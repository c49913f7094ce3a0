//! Text output formatting

use std::io::{self, Write};

use colored::Colorize;
use docprobe_core::{Candidate, Resolution, ResolutionResult};

/// Print a found URL.
///
/// Unverified URLs (built without probing) are printed bare so they can be
/// captured by shell substitution.
pub fn print_found(url: &str, verified: bool) {
    if verified {
        println!("{} {url}", "✓ Found:".green());
    } else {
        println!("{url}");
    }
}

/// Write the diagnostics for a component with no reachable candidate.
pub fn write_not_found<W: Write>(out: &mut W, component: &str, tried: &[Candidate]) -> io::Result<()> {
    writeln!(
        out,
        "{} No documentation found for '{}'",
        "✗".red(),
        component.bold()
    )?;
    writeln!(out)?;
    writeln!(out, "Tried patterns:")?;
    write_candidates(out, tried, "  - ")
}

/// Write candidate URLs, one per line, with an optional prefix.
pub fn write_candidates<W: Write>(out: &mut W, candidates: &[Candidate], prefix: &str) -> io::Result<()> {
    for candidate in candidates {
        writeln!(out, "{prefix}{}", candidate.url)?;
    }
    Ok(())
}

/// Write one line summarizing a resolution, as used by batch output.
pub fn write_status_line<W: Write>(out: &mut W, resolution: &Resolution) -> io::Result<()> {
    match &resolution.result {
        ResolutionResult::Found { url, verified, .. } => {
            let mark = if *verified { "✓".green() } else { "·".dimmed() };
            writeln!(out, "{mark} {} → {url}", resolution.component)
        },
        ResolutionResult::NotFound { tried } => writeln!(
            out,
            "{} {} ({} candidates tried)",
            "✗".red(),
            resolution.component,
            tried.len()
        ),
    }
}

/// Print a top-level error message on stderr.
pub fn print_failure(message: &str) {
    eprintln!("{} {message}", "error:".red().bold());
}
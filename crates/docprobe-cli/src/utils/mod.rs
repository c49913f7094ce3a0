//! Shared CLI plumbing

mod logging;

pub use logging::initialize_logging;
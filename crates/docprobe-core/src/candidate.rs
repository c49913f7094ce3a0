//! Candidate documentation URLs.
//!
//! Storybook's docs pages for the design system follow one of a few path
//! conventions. A candidate is built for each, in the order they are most likely
//! to exist:
//!
//! | Priority | Suffix | Example for `components-button` |
//! |----------|--------|---------------------------------|
//! | 1 | `readme--docs` | `…/docs/components-button-readme--docs` |
//! | 2 | `--docs` | `…/docs/components-button---docs` |
//! | 3 | `--readme` | `…/docs/components-button---readme` |

use serde::Serialize;

use crate::normalize::CanonicalSegment;

/// Base URL of the design system's Storybook docs.
pub const BASE_URL: &str = "https://designsystem.sikt.no/storybook/?path=/docs/";

/// Documentation path suffixes, most likely first.
pub const SUFFIX_PATTERNS: [&str; 3] = ["readme--docs", "--docs", "--readme"];

/// One candidate documentation URL.
#[derive(Debug, Clone, PartialEq, Eq, Hash, Serialize)]
pub struct Candidate {
    /// Full URL to probe.
    pub url: String,
    /// Suffix pattern the URL was built from.
    pub suffix: &'static str,
}

impl Candidate {
    /// Build the candidate for `segment` and `suffix` under `base_url`.
    #[must_use]
    pub fn new(base_url: &str, segment: &CanonicalSegment, suffix: &'static str) -> Self {
        Self {
            url: format!("{base_url}{segment}-{suffix}"),
            suffix,
        }
    }
}

/// Lazily yield candidates for `segment` under the default [`BASE_URL`].
pub fn candidates(segment: &CanonicalSegment) -> impl Iterator<Item = Candidate> + '_ {
    candidates_with_base(BASE_URL, segment)
}

/// Lazily yield candidates for `segment` under an arbitrary base URL.
pub fn candidates_with_base<'a>(
    base_url: &'a str,
    segment: &'a CanonicalSegment,
) -> impl Iterator<Item = Candidate> + 'a {
    SUFFIX_PATTERNS
        .into_iter()
        .map(move |suffix| Candidate::new(base_url, segment, suffix))
}

/// All candidate URLs for `segment`, in priority order.
#[must_use]
pub fn candidate_urls(segment: &CanonicalSegment) -> Vec<String> {
    candidates(segment).map(|candidate| candidate.url).collect()
}
//! Documentation URL resolution.
//!
//! Resolution normalizes a component name, lays out one candidate per suffix
//! pattern, and either returns the first candidate outright (`validate =
//! false`) or probes the candidates in priority order and stops at the first
//! one that answers.
//!
//! ```no_run
//! use docprobe_core::{ComponentName, HttpProbe, ResolutionResult, Resolver};
//!
//! # async fn example() -> docprobe_core::Result<()> {
//! let resolver = Resolver::new(HttpProbe::with_defaults()?);
//! let name = ComponentName::parse("Email Input")?;
//!
//! match resolver.resolve(&name, true).await.result {
//!     ResolutionResult::Found { url, .. } => println!("{url}"),
//!     ResolutionResult::NotFound { tried } => {
//!         for candidate in tried {
//!             println!("tried {}", candidate.url);
//!         }
//!     },
//! }
//! # Ok(())
//! # }
//! ```

use futures::stream::{self, StreamExt};
use serde::Serialize;
use tracing::{debug, instrument};

use crate::Result;
use crate::candidate::{BASE_URL, Candidate, SUFFIX_PATTERNS, candidates_with_base};
use crate::normalize::{CanonicalSegment, ComponentName, normalize};
use crate::probe::Probe;

/// Outcome of resolving one component.
#[derive(Debug, Clone, PartialEq, Eq, Serialize)]
#[serde(tag = "status", rename_all = "snake_case")]
pub enum ResolutionResult {
    /// A documentation URL was selected.
    Found {
        /// The selected URL.
        url: String,
        /// `true` if a probe confirmed the URL, `false` if it was only built.
        verified: bool,
        /// Number of probes issued before the URL was selected.
        probes: usize,
    },
    /// Every candidate was probed and none was reachable.
    NotFound {
        /// All candidates, in the order they were probed.
        tried: Vec<Candidate>,
    },
}

impl ResolutionResult {
    /// The selected URL, if any.
    #[must_use]
    pub fn url(&self) -> Option<&str> {
        match self {
            Self::Found { url, .. } => Some(url),
            Self::NotFound { .. } => None,
        }
    }

    /// Returns `true` for [`ResolutionResult::Found`].
    #[must_use]
    pub const fn is_found(&self) -> bool {
        matches!(self, Self::Found { .. })
    }
}

/// A resolution together with the inputs that produced it.
#[derive(Debug, Clone, PartialEq, Eq, Serialize)]
pub struct Resolution {
    /// The component name as supplied.
    pub component: ComponentName,
    /// Normalized documentation segment.
    pub segment: CanonicalSegment,
    /// What was found.
    #[serde(flatten)]
    pub result: ResolutionResult,
}

/// Resolves component names to Storybook documentation URLs.
#[derive(Debug, Clone)]
pub struct Resolver<P> {
    probe: P,
    base_url: String,
}

impl<P: Probe> Resolver<P> {
    /// Create a resolver for the design system's Storybook.
    pub fn new(probe: P) -> Self {
        Self::with_base_url(probe, BASE_URL)
    }

    /// Create a resolver that builds candidates under another base URL.
    pub fn with_base_url(probe: P, base_url: impl Into<String>) -> Self {
        Self {
            probe,
            base_url: base_url.into(),
        }
    }

    /// Base URL candidates are built under.
    pub fn base_url(&self) -> &str {
        &self.base_url
    }

    /// Resolve one component name.
    ///
    /// With `validate = false` no probe is issued and the highest-priority
    /// candidate is returned as unverified.
    #[instrument(skip_all, fields(component = %name, validate))]
    pub async fn resolve(&self, name: &ComponentName, validate: bool) -> Resolution {
        let segment = normalize(name);
        let result = if validate {
            self.probe_candidates(&segment).await
        } else {
            self.first_candidate(&segment)
        };

        Resolution {
            component: name.clone(),
            segment,
            result,
        }
    }

    /// Validate `raw` and resolve it.
    ///
    /// # Errors
    ///
    /// Returns [`crate::Error::InvalidInput`] for blank names. No probe is
    /// issued in that case.
    pub async fn resolve_str(&self, raw: &str, validate: bool) -> Result<Resolution> {
        let name = ComponentName::parse(raw)?;
        Ok(self.resolve(&name, validate).await)
    }

    /// Resolve several names, up to `concurrency` at a time.
    ///
    /// Results come back in input order. Each name's own candidates are still
    /// probed one after another.
    pub async fn resolve_many(
        &self,
        names: &[ComponentName],
        validate: bool,
        concurrency: usize,
    ) -> Vec<Resolution> {
        stream::iter(names.iter().map(|name| self.resolve(name, validate)))
            .buffered(concurrency.max(1))
            .collect()
            .await
    }

    fn first_candidate(&self, segment: &CanonicalSegment) -> ResolutionResult {
        match candidates_with_base(&self.base_url, segment).next() {
            Some(candidate) => ResolutionResult::Found {
                url: candidate.url,
                verified: false,
                probes: 0,
            },
            None => ResolutionResult::NotFound { tried: Vec::new() },
        }
    }

    async fn probe_candidates(&self, segment: &CanonicalSegment) -> ResolutionResult {
        let mut tried = Vec::with_capacity(SUFFIX_PATTERNS.len());

        for candidate in candidates_with_base(&self.base_url, segment) {
            if self.probe.probe(&candidate.url).await {
                debug!(url = %candidate.url, suffix = candidate.suffix, "candidate reachable");
                return ResolutionResult::Found {
                    url: candidate.url,
                    verified: true,
                    probes: tried.len() + 1,
                };
            }
            debug!(url = %candidate.url, "candidate unreachable");
            tried.push(candidate);
        }

        ResolutionResult::NotFound { tried }
    }
}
◇ ◇ ◇ ◇ ◇
→ WORK ORDER: When you retype the data above, start at its first line, stop after the line containing "they can be", and leave out everything else.

→ EXERCISE OUTPUT:
repository c49913f7094ce3a0
//! Text output formatting

use std::io::{self, Write};

use colored::Colorize;
use docprobe_core::{Candidate, Resolution, ResolutionResult};

/// Print a found URL.
///
/// Unverified URLs (built without probing) are printed bare so they can be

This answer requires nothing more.